§ **Collected data**
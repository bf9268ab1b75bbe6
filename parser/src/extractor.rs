use common::str_to_number;
use lazy_static::lazy_static;
use regex::Regex;
use schemars::JsonSchema;
use serde::{Deserialize, Serialize};
use tracing::{debug, warn};

use crate::{
    classify::classify,
    leg::{LegParser, dedup_legs, group_legs},
    money::extract_money,
    normalize::Normalized,
    record::BetRecord,
    review::ReviewNote,
    vocabulary::Vocabulary,
};

lazy_static! {
    static ref DECLARED_LEGS: Regex = Regex::new(r"(?i)(\d+)\s*-?\s*LEG.*PARLAY").expect("invalid pattern");
}

/// Extraction result
#[derive(JsonSchema, Serialize, Deserialize, Debug, Clone, PartialEq)]
pub struct Extraction {
    #[schemars(title = "Bet record")]
    pub record: BetRecord,
    #[schemars(title = "Notes for manual review")]
    pub review: Vec<ReviewNote>,
}

/// Leg count declared by an "<N> leg ... Parlay" marker
///
/// # Arguments
///
/// * `raw` - text returned by OCR
pub fn declared_leg_count(raw: &str) -> Option<usize> {
    DECLARED_LEGS
        .captures(raw)
        .and_then(|captures| str_to_number(&captures[1]).ok())
}

/// Bet slip extractor
pub struct Extractor {
    vocabulary: Vocabulary,
}

impl Extractor {
    /// Create an extractor
    ///
    /// # Arguments
    ///
    /// * `vocabulary` - sportsbook vocabulary
    pub fn new(vocabulary: Vocabulary) -> Self {
        Self { vocabulary }
    }

    /// Extract a bet record from OCR text
    ///
    /// Never fails: unreadable text gives a record without legs.
    ///
    /// # Arguments
    ///
    /// * `raw` - text returned by OCR
    pub fn extract(&self, raw: &str) -> Extraction {
        let normalized = Normalized::new(raw);
        debug!(
            "normalized {} lines: '{}'",
            normalized.lines.len(),
            normalized.text
        );

        let bet_type = classify(raw);
        let money = extract_money(raw, &self.vocabulary);
        let scan = LegParser::new(&normalized.lines).parse(bet_type);

        let legs = dedup_legs(scan.legs);
        let found_legs = legs.len();
        let games = group_legs(legs, bet_type.layout());
        let expected_legs = declared_leg_count(raw).unwrap_or(found_legs);

        let mut review = scan.review;
        if expected_legs != found_legs {
            review.push(ReviewNote::LegCountMismatch {
                expected: expected_legs,
                found: found_legs,
            });
        }
        for note in review.iter() {
            warn!("needs review: {}", note);
        }

        let sportsbook = money
            .settled_on
            .clone()
            .or_else(|| self.vocabulary.find_sportsbook(raw));

        let record = BetRecord {
            bet_type,
            expected_legs,
            found_legs,
            wager: money.wager,
            potential_payout: money.potential_payout,
            won_amount: money.won_amount,
            is_finished: money.is_finished,
            sportsbook,
            games,
        };
        debug!("extracted: {}", record);

        Extraction { record, review }
    }
}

§ **Action item**
Your answer should be all of the records, transcribed exactly.

§ **Response to this exercise**
repository bf9268ab1b75bbe6
filename parser/src/extractor.rs
use common::str_to_number;
use lazy_static::lazy_static;
use regex::Regex;
use schemars::JsonSchema;
use serde::{Deserialize, Serialize};
use tracing::{debug, warn};

use crate::{
    classify::classify,
    leg::{LegParser, dedup_legs, group_legs},
    money::extract_money,
    normalize::Normalized,
    record::BetRecord,
    review::ReviewNote,
    vocabulary::Vocabulary,
};

lazy_static! {
    static ref DECLARED_LEGS: Regex = Regex::new(r"(?i)(\d+)\s*-?\s*LEG.*PARLAY").expect("invalid pattern");
}

/// Extraction result
#[derive(JsonSchema, Serialize, Deserialize, Debug, Clone, PartialEq)]
pub struct Extraction {
    #[schemars(title = "Bet record")]
    pub record: BetRecord,
    #[schemars(title = "Notes for manual review")]
    pub review: Vec<ReviewNote>,
}

/// Leg count declared by an "<N> leg ... Parlay" marker
///
/// # Arguments
///
/// * `raw` - text returned by OCR
pub fn declared_leg_count(raw: &str) -> Option<usize> {
    DECLARED_LEGS
        .captures(raw)
        .and_then(|captures| str_to_number(&captures[1]).ok())
}

/// Bet slip extractor
pub struct Extractor {
    vocabulary: Vocabulary,
}

impl Extractor {
    /// Create an extractor
    ///
    /// # Arguments
    ///
    /// * `vocabulary` - sportsbook vocabulary
    pub fn new(vocabulary: Vocabulary) -> Self {
        Self { vocabulary }
    }

    /// Extract a bet record from OCR text
    ///
    /// Never fails: unreadable text gives a record without legs.
    ///
    /// # Arguments
    ///
    /// * `raw` - text returned by OCR
    pub fn extract(&self, raw: &str) -> Extraction {
        let normalized = Normalized::new(raw);
        debug!(
            "normalized {} lines: '{}'",
            normalized.lines.len(),
            normalized.text
        );

        let bet_type = classify(raw);
        let money = extract_money(raw, &self.vocabulary);
        let scan = LegParser::new(&normalized.lines).parse(bet_type);

        let legs = dedup_legs(scan.legs);
        let found_legs = legs.len();
        let games = group_legs(legs, bet_type.layout());
        let expected_legs = declared_leg_count(raw).unwrap_or(found_legs);

        let mut review = scan.review;
        if expected_legs != found_legs {
            review.push(ReviewNote::LegCountMismatch {
                expected: expected_legs,
                found: found_legs,
            });
        }
        for note in review.iter() {
            warn!("needs review: {}", note);
        }

        let sportsbook = money
            .settled_on
            .clone()
            .or_else(|| self.vocabulary.find_sportsbook(raw));

        let record = BetRecord {
            bet_type,
            expected_legs,
            found_legs,
            wager: money.wager,
            potential_payout: money.potential_payout,
            won_amount: money.won_amount,
            is_finished: money.is_finished,
            sportsbook,
            games,
        };
        debug!("extracted: {}", record);

        Extraction { record, review }
    }
}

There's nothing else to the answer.